++++ Provided records ++++

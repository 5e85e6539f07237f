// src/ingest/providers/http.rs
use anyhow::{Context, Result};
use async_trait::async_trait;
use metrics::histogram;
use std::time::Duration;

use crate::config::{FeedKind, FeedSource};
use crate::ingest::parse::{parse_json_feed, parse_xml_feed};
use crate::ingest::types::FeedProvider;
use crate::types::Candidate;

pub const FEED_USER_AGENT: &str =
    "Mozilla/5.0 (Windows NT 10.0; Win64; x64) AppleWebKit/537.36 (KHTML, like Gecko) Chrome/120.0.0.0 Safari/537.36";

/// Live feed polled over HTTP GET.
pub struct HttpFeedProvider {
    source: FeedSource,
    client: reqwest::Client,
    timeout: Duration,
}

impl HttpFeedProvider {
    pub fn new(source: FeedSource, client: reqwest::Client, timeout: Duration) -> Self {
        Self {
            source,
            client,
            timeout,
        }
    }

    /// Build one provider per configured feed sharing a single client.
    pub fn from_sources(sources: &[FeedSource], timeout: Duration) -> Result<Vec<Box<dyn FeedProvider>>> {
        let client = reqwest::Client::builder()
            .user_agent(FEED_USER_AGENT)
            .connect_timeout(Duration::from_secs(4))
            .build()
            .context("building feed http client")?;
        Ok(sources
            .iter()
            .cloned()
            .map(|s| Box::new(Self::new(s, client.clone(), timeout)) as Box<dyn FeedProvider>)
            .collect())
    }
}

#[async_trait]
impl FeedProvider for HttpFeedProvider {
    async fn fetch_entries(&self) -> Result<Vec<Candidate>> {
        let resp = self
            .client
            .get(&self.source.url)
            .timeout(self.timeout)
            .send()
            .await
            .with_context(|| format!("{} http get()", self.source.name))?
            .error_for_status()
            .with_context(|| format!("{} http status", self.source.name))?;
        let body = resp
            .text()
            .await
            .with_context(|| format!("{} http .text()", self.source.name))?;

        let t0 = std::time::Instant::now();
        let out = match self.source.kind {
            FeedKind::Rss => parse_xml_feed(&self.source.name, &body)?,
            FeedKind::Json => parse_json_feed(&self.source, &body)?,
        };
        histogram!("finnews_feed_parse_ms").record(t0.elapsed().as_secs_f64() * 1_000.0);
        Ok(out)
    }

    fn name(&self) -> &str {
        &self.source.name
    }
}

++++
++++ Provided records ++++

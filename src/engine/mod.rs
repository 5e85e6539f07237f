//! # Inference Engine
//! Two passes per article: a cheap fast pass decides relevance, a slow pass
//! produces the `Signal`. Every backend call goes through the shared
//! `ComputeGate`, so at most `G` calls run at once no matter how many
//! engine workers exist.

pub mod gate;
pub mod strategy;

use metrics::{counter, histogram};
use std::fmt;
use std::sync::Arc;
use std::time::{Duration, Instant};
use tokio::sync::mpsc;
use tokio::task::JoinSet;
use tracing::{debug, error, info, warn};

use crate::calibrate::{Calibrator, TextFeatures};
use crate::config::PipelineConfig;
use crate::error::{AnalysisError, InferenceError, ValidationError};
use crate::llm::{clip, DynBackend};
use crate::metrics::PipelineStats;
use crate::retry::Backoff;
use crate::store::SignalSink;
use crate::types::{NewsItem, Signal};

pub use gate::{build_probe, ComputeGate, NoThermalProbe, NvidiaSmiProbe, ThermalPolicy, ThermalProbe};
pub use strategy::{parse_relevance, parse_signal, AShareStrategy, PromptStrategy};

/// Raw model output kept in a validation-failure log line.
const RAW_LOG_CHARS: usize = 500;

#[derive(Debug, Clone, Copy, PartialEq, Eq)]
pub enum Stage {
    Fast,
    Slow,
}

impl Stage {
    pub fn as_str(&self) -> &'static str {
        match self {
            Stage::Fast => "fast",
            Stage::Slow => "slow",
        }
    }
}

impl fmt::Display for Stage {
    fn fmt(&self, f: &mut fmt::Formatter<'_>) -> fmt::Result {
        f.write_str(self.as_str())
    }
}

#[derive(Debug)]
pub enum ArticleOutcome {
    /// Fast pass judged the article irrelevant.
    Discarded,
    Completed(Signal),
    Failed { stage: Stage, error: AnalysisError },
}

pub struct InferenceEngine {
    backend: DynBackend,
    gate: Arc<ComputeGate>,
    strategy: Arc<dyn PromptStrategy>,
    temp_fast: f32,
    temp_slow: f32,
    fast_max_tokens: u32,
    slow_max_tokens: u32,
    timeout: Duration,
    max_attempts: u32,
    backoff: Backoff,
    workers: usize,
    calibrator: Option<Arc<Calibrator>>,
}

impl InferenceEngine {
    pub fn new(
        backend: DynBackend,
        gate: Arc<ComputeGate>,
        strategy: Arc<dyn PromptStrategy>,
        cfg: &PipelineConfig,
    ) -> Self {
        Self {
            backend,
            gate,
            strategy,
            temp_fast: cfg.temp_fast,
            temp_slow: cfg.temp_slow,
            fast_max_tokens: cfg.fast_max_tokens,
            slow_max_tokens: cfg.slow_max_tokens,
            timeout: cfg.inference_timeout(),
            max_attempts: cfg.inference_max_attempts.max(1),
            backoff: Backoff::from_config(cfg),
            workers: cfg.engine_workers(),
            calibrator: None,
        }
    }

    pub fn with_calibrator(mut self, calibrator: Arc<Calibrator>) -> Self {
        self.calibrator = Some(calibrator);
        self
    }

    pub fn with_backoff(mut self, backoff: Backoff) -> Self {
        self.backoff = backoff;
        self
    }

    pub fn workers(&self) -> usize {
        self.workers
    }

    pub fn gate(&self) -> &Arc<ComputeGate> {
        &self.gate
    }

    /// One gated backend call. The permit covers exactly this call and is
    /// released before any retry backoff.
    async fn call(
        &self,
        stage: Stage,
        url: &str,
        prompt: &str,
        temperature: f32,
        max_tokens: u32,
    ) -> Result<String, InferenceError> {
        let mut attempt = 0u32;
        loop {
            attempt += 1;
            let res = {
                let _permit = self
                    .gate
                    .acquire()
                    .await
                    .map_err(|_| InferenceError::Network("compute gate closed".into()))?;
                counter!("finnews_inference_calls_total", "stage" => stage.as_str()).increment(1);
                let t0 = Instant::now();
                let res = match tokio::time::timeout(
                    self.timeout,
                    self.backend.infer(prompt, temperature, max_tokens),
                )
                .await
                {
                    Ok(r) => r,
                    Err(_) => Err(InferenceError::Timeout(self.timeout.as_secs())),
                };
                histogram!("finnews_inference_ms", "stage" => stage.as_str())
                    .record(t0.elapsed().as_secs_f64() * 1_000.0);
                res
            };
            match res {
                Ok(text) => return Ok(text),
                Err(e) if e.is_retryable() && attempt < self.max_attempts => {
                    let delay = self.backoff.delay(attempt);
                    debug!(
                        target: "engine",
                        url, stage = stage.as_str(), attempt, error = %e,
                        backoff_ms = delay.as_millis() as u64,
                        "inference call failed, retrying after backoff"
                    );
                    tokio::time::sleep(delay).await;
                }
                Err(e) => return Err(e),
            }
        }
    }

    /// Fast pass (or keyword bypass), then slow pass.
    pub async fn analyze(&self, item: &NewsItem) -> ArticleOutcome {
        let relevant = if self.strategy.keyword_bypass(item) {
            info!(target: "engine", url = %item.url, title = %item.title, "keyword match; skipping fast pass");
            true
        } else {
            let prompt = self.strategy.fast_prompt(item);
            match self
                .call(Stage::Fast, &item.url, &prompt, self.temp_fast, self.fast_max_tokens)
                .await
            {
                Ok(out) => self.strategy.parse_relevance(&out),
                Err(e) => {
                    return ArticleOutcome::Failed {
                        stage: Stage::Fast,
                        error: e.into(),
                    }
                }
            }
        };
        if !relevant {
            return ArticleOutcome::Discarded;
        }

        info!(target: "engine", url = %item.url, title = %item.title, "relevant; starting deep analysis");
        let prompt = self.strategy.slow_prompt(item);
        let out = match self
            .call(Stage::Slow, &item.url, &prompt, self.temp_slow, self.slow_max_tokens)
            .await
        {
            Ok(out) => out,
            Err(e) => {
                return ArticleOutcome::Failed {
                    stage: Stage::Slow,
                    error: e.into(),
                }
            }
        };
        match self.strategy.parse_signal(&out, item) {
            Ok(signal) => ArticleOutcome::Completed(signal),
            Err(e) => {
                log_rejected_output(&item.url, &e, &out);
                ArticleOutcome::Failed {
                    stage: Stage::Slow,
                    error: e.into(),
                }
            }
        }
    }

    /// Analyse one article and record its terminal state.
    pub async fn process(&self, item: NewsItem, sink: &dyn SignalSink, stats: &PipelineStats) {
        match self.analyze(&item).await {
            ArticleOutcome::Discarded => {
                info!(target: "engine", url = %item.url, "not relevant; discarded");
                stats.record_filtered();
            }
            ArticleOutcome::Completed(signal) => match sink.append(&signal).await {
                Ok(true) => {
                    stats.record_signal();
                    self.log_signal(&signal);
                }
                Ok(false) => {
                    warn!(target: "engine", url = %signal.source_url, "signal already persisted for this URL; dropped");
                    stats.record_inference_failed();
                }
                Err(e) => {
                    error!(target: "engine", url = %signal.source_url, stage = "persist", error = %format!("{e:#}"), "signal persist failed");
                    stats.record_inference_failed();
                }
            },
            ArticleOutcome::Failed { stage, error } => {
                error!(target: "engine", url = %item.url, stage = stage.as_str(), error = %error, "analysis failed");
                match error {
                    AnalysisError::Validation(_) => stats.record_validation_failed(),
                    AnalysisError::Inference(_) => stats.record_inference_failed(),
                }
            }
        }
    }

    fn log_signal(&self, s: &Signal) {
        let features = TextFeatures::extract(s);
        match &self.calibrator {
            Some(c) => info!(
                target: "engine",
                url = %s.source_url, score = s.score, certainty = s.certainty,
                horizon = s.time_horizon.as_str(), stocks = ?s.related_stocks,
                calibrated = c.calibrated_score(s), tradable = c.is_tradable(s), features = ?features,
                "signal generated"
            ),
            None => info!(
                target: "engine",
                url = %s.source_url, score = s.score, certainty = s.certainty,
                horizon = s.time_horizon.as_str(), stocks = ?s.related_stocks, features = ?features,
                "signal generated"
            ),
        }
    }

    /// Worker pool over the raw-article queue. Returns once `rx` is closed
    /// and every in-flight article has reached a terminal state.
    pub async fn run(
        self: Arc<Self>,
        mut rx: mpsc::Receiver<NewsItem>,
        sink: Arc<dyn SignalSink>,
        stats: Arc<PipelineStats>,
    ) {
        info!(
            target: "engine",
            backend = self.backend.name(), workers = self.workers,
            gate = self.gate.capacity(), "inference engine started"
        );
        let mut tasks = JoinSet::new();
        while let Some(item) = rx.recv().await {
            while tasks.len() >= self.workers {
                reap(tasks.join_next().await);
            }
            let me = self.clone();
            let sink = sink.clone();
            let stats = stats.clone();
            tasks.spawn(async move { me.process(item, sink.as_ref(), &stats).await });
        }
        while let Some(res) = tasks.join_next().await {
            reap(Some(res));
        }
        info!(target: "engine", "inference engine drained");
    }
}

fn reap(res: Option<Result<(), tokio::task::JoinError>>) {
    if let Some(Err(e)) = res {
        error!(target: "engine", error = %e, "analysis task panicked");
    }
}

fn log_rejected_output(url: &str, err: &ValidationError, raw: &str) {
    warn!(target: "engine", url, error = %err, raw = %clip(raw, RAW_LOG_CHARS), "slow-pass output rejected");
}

++++

In the material above, find each line that has the string "state" and return it.

→ **Answer section**:
    /// Analyse one article and record its terminal state.
    /// and every in-flight article has reached a terminal state.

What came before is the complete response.